WORK REQUEST: Looking at the listing below, how many lines include "CatalogError"? Answer with the number only.

DATA EXCERPTS:
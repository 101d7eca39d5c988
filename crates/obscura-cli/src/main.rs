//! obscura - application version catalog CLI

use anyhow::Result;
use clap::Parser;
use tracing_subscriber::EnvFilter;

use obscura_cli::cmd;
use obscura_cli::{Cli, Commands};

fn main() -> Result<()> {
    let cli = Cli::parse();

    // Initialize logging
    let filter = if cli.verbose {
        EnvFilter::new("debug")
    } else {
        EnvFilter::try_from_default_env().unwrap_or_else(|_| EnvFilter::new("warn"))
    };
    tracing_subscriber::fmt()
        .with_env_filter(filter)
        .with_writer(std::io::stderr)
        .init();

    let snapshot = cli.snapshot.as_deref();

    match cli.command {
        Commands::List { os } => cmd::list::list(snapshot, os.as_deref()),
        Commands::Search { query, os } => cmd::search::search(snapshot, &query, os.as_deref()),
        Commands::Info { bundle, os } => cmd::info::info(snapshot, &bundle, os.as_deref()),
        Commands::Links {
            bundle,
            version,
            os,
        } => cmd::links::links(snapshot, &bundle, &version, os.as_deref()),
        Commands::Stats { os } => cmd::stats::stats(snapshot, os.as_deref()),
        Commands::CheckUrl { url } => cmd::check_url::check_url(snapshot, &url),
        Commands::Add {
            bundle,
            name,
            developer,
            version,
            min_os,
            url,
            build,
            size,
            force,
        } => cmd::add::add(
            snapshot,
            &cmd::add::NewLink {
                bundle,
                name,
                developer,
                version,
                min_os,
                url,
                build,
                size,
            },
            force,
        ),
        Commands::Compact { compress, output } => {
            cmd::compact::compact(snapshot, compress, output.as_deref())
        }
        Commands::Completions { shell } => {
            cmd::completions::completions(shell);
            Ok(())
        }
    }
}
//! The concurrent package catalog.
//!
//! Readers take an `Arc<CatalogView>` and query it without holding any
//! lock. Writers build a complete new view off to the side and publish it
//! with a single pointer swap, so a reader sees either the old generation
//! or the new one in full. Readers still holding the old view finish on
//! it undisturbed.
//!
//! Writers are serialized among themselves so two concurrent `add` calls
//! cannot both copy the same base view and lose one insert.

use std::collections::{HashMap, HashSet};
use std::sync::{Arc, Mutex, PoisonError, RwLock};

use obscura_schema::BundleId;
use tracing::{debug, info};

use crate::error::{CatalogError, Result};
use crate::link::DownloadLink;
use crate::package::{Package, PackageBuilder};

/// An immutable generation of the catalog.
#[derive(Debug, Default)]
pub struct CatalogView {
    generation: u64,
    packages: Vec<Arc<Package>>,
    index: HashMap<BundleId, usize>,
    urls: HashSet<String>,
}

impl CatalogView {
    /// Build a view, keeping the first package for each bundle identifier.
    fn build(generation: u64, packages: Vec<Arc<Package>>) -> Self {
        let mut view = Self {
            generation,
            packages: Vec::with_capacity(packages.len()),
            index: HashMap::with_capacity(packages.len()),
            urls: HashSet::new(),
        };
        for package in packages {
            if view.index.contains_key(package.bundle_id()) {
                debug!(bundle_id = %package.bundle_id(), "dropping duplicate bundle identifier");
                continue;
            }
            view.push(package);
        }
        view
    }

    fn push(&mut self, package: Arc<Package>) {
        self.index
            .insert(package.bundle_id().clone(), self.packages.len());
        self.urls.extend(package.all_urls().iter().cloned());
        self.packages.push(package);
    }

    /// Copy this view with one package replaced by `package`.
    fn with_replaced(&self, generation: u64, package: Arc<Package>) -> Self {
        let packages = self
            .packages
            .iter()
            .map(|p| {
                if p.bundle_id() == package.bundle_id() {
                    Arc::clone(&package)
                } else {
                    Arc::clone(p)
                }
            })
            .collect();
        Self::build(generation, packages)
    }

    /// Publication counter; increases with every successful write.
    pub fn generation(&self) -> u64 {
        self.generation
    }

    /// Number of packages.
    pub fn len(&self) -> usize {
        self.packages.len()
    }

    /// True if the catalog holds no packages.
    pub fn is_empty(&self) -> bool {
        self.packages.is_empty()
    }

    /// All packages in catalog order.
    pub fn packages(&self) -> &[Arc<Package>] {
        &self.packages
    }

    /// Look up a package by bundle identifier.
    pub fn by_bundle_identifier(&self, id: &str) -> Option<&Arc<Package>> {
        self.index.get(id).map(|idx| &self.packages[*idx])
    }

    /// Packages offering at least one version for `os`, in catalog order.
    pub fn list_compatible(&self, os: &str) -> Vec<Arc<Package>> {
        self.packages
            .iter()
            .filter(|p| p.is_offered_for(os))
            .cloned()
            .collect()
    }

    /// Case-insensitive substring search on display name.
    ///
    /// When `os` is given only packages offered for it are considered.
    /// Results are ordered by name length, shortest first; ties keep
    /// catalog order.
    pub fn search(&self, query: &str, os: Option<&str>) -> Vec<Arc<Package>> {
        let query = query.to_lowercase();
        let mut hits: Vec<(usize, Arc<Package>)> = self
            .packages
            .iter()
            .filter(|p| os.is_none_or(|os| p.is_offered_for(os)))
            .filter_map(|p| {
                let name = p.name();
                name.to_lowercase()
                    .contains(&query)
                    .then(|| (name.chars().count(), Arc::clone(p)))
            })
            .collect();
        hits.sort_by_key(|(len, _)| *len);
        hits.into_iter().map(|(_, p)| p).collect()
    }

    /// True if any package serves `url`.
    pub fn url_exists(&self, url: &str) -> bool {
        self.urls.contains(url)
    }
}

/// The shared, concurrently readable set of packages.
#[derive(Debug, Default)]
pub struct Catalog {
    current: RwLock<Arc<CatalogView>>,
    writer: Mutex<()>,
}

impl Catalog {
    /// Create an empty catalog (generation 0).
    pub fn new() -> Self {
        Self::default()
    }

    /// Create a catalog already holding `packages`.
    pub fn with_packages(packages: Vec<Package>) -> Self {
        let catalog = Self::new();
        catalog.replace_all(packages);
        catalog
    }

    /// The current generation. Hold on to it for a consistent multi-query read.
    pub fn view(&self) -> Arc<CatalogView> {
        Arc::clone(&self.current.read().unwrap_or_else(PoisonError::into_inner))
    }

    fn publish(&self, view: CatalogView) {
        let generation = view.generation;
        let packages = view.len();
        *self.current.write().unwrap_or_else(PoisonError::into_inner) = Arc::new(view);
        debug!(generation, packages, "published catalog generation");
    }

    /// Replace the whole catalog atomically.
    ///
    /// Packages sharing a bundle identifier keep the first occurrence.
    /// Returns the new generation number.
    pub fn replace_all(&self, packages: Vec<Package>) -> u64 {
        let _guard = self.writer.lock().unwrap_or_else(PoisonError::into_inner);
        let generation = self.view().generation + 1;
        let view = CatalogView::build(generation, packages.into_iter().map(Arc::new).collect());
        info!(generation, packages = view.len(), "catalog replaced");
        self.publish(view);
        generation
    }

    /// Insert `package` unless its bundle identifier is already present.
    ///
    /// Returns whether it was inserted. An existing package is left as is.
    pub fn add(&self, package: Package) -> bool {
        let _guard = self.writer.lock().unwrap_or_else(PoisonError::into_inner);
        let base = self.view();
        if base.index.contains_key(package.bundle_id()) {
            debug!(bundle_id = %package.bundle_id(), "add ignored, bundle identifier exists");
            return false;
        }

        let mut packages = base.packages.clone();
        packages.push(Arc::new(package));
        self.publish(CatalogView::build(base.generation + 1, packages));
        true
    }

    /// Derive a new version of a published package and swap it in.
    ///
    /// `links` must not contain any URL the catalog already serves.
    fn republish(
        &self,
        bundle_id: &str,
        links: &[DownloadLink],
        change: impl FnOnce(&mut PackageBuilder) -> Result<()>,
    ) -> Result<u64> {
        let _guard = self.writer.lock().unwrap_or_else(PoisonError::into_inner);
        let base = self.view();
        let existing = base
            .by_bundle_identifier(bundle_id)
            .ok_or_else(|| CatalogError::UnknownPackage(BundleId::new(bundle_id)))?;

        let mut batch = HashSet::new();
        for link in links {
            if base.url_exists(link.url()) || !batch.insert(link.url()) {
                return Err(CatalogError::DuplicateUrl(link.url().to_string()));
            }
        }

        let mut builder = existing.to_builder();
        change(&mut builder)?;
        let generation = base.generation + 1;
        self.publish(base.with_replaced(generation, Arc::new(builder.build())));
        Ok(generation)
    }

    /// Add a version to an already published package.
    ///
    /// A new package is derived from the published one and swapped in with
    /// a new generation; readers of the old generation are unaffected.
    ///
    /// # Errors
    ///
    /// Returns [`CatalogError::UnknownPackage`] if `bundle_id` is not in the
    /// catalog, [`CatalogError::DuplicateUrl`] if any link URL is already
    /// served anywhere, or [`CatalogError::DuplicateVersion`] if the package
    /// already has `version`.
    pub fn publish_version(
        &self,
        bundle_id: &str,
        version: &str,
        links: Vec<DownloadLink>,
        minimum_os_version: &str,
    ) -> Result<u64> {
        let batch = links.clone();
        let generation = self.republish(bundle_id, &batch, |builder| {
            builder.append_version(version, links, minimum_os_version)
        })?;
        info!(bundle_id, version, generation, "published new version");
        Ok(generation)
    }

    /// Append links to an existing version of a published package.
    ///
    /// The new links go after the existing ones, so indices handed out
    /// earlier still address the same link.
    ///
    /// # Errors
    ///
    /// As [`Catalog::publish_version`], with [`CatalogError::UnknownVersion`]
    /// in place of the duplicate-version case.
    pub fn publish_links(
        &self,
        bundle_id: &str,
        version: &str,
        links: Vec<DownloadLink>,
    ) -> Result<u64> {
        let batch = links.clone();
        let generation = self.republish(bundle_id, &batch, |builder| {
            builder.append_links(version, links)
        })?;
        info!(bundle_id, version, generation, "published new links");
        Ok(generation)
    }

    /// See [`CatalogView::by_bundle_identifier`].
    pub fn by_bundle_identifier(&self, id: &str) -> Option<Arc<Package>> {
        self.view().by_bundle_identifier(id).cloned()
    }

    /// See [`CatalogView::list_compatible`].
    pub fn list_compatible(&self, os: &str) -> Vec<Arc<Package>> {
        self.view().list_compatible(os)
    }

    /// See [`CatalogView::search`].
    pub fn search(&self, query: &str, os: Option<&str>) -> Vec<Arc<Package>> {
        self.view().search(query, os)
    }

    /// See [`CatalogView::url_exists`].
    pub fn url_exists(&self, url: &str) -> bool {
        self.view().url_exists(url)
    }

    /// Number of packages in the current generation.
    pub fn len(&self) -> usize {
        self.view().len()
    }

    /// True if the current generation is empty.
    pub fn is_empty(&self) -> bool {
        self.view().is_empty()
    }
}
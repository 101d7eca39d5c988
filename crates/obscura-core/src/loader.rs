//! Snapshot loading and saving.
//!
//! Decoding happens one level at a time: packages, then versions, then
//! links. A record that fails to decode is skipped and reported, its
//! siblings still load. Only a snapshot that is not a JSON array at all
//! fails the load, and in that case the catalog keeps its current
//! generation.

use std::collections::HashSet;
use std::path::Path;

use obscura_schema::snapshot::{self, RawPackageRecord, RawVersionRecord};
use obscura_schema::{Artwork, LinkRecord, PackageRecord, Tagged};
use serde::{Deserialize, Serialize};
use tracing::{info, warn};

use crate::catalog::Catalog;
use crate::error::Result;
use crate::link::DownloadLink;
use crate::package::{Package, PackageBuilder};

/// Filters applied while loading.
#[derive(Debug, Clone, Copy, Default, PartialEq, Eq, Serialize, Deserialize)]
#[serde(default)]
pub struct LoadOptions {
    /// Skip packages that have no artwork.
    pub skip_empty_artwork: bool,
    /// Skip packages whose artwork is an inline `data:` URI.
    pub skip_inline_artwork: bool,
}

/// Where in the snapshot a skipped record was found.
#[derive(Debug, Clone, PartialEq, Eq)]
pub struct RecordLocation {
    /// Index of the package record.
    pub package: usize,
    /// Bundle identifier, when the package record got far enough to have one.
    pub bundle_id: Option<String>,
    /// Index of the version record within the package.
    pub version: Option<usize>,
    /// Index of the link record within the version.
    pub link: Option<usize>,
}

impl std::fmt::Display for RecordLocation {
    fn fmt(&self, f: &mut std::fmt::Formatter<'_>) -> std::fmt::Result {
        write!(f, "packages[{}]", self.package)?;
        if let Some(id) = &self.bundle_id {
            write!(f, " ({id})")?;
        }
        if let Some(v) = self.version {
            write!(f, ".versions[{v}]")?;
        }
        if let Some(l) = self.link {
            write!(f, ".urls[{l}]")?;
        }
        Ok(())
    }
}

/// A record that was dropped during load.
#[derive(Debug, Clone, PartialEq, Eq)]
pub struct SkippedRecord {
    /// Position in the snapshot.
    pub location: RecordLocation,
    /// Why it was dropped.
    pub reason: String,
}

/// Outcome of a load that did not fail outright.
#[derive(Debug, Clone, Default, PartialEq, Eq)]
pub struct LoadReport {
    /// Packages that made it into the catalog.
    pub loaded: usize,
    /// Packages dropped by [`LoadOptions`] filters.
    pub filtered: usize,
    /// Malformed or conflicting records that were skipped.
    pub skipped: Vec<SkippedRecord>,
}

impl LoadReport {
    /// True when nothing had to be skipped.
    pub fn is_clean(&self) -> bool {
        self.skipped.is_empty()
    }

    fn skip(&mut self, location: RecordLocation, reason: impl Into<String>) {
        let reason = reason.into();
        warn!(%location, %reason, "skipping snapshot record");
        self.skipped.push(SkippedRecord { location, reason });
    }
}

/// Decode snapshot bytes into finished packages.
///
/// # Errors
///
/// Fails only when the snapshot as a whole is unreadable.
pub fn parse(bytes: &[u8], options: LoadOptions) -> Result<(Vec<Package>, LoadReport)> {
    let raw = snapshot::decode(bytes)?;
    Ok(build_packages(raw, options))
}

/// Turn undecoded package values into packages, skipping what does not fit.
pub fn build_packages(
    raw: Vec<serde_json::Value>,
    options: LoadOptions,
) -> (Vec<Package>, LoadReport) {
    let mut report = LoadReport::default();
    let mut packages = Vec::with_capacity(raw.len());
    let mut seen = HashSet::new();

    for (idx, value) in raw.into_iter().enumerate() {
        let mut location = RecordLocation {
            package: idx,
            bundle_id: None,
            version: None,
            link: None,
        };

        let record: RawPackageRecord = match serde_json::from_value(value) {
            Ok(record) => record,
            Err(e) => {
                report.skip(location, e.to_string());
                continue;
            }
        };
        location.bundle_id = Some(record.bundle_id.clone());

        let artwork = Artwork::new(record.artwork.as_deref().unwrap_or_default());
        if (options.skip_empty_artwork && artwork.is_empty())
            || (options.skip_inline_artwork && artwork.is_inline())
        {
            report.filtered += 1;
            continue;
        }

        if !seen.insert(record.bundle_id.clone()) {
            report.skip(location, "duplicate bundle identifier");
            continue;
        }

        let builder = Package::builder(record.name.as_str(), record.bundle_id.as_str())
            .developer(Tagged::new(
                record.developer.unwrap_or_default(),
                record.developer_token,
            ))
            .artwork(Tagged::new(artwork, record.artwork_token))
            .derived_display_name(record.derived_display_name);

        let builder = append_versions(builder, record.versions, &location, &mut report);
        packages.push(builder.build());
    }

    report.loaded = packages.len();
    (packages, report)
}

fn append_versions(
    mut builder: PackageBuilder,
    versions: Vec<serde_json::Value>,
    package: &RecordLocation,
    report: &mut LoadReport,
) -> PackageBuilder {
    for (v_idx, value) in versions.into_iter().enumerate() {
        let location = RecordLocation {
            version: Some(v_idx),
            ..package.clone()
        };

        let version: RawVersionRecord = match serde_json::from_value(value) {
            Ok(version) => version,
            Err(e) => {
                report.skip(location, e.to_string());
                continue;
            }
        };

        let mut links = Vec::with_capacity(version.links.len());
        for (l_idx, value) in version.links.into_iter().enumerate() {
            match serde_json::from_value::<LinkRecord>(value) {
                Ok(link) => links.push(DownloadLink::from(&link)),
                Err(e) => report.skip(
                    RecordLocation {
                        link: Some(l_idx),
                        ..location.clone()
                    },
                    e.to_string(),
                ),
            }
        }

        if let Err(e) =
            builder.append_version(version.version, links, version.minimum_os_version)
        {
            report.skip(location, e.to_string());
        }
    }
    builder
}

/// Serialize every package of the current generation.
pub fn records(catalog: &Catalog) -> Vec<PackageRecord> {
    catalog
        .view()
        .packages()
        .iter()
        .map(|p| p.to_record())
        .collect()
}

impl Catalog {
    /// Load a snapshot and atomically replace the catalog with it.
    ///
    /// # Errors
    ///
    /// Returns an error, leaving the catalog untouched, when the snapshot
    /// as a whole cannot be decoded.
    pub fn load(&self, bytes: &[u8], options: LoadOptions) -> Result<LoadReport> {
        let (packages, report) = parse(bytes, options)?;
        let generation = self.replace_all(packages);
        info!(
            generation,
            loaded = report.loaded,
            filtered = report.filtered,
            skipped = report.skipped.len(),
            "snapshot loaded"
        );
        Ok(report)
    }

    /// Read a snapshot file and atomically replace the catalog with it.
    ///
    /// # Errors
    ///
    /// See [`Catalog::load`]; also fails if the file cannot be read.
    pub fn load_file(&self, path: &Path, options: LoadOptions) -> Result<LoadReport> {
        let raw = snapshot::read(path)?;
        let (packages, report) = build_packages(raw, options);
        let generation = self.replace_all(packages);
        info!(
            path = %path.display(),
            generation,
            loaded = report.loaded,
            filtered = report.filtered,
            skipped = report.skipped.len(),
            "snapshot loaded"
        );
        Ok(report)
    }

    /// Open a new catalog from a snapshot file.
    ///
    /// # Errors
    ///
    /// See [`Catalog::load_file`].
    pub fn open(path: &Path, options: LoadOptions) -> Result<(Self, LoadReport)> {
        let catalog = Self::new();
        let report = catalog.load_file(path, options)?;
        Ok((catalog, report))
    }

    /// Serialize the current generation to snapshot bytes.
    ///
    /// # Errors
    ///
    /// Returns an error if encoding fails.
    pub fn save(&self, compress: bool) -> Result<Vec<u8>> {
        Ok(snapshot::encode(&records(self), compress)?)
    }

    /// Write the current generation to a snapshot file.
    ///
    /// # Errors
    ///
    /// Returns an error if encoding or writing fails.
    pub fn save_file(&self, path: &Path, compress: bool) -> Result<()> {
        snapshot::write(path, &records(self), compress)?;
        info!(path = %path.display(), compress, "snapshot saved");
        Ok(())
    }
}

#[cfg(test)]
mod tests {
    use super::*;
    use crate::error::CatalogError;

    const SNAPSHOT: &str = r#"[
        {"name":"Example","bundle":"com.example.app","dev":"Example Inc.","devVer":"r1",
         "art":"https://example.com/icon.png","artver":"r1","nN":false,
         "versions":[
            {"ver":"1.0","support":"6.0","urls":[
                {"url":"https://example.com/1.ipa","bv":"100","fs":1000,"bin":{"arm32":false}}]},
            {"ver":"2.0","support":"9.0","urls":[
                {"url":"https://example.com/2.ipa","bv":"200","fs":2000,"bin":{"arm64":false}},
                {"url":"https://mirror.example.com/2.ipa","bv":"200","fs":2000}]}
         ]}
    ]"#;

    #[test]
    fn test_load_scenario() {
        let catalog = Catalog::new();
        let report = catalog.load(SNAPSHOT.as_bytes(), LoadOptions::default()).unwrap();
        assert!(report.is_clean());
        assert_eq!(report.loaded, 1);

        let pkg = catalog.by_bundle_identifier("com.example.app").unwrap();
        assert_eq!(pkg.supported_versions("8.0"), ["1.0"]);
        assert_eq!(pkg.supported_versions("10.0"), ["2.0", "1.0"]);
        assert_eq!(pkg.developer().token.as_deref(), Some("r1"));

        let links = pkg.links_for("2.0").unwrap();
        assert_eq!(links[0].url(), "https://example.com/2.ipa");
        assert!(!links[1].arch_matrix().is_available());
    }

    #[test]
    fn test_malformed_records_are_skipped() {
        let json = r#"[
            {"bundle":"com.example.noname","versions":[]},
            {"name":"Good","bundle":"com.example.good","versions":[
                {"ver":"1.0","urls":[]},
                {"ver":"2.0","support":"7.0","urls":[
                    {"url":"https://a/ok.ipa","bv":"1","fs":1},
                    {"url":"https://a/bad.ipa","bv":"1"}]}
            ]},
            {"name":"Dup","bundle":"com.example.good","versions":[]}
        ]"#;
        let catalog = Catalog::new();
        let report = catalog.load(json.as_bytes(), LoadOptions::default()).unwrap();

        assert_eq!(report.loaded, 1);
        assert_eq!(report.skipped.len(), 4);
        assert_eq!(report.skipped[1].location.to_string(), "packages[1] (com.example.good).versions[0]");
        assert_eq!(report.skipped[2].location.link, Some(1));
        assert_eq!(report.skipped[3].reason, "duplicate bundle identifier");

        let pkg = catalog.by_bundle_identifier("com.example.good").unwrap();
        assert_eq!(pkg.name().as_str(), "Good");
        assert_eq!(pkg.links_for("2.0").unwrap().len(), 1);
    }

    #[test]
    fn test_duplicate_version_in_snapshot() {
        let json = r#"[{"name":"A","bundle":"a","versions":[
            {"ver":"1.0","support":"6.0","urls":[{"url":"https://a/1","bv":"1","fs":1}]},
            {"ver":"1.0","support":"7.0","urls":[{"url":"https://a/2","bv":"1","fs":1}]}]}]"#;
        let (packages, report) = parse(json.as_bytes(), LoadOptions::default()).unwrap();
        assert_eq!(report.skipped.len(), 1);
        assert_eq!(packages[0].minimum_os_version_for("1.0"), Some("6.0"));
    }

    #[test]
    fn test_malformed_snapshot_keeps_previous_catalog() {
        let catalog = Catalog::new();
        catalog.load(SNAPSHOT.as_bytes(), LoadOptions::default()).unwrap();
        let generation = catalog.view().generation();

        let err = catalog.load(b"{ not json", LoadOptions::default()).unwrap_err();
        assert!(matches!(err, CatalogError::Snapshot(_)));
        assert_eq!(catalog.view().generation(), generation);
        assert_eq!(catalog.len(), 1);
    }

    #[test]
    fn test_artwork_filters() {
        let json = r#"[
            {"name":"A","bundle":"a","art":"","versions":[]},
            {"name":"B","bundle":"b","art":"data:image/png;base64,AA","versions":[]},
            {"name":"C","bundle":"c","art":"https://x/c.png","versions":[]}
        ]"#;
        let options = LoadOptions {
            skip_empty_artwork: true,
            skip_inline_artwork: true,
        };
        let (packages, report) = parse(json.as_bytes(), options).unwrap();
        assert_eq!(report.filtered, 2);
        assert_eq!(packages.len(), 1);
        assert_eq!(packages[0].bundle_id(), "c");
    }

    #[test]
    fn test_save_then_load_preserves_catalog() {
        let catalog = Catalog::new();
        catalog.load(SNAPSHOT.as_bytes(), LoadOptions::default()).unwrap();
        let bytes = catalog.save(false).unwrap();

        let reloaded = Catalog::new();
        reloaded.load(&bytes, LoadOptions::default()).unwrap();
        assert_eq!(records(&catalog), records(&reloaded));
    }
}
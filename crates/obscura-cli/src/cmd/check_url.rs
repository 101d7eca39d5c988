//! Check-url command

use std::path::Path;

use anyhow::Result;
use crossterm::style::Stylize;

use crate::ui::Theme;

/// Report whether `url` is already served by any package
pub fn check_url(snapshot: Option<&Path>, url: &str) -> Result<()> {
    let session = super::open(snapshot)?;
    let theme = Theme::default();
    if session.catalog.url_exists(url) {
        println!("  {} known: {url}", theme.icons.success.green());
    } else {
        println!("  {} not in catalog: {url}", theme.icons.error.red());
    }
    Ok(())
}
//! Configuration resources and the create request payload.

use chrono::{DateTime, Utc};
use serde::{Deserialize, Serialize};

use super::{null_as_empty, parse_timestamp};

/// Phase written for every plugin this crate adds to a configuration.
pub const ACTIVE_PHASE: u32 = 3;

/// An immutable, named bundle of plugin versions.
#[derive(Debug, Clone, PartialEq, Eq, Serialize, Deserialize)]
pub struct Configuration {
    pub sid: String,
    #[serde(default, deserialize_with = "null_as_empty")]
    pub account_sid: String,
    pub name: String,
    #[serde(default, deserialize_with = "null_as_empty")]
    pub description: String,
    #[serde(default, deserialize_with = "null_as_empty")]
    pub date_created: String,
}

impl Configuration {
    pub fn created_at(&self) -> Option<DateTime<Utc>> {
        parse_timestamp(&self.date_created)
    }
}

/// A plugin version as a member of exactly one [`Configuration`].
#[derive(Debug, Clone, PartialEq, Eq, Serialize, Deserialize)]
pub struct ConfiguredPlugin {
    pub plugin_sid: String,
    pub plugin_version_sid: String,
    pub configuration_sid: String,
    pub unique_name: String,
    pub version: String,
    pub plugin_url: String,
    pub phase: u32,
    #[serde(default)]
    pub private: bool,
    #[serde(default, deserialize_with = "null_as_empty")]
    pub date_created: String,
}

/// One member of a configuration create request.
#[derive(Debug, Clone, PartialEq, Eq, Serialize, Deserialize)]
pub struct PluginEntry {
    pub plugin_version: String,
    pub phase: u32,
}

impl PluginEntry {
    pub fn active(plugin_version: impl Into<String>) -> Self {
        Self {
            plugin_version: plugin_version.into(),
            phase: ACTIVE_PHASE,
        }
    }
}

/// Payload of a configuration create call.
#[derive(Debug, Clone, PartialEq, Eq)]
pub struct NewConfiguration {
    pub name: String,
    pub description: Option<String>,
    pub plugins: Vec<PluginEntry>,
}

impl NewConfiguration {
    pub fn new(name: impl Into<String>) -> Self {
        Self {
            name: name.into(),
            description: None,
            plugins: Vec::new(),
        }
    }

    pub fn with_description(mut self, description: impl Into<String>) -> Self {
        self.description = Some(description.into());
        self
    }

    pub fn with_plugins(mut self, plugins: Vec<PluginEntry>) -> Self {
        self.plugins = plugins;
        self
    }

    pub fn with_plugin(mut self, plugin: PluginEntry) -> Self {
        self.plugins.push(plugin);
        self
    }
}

PROBLEM SOLUTION: 9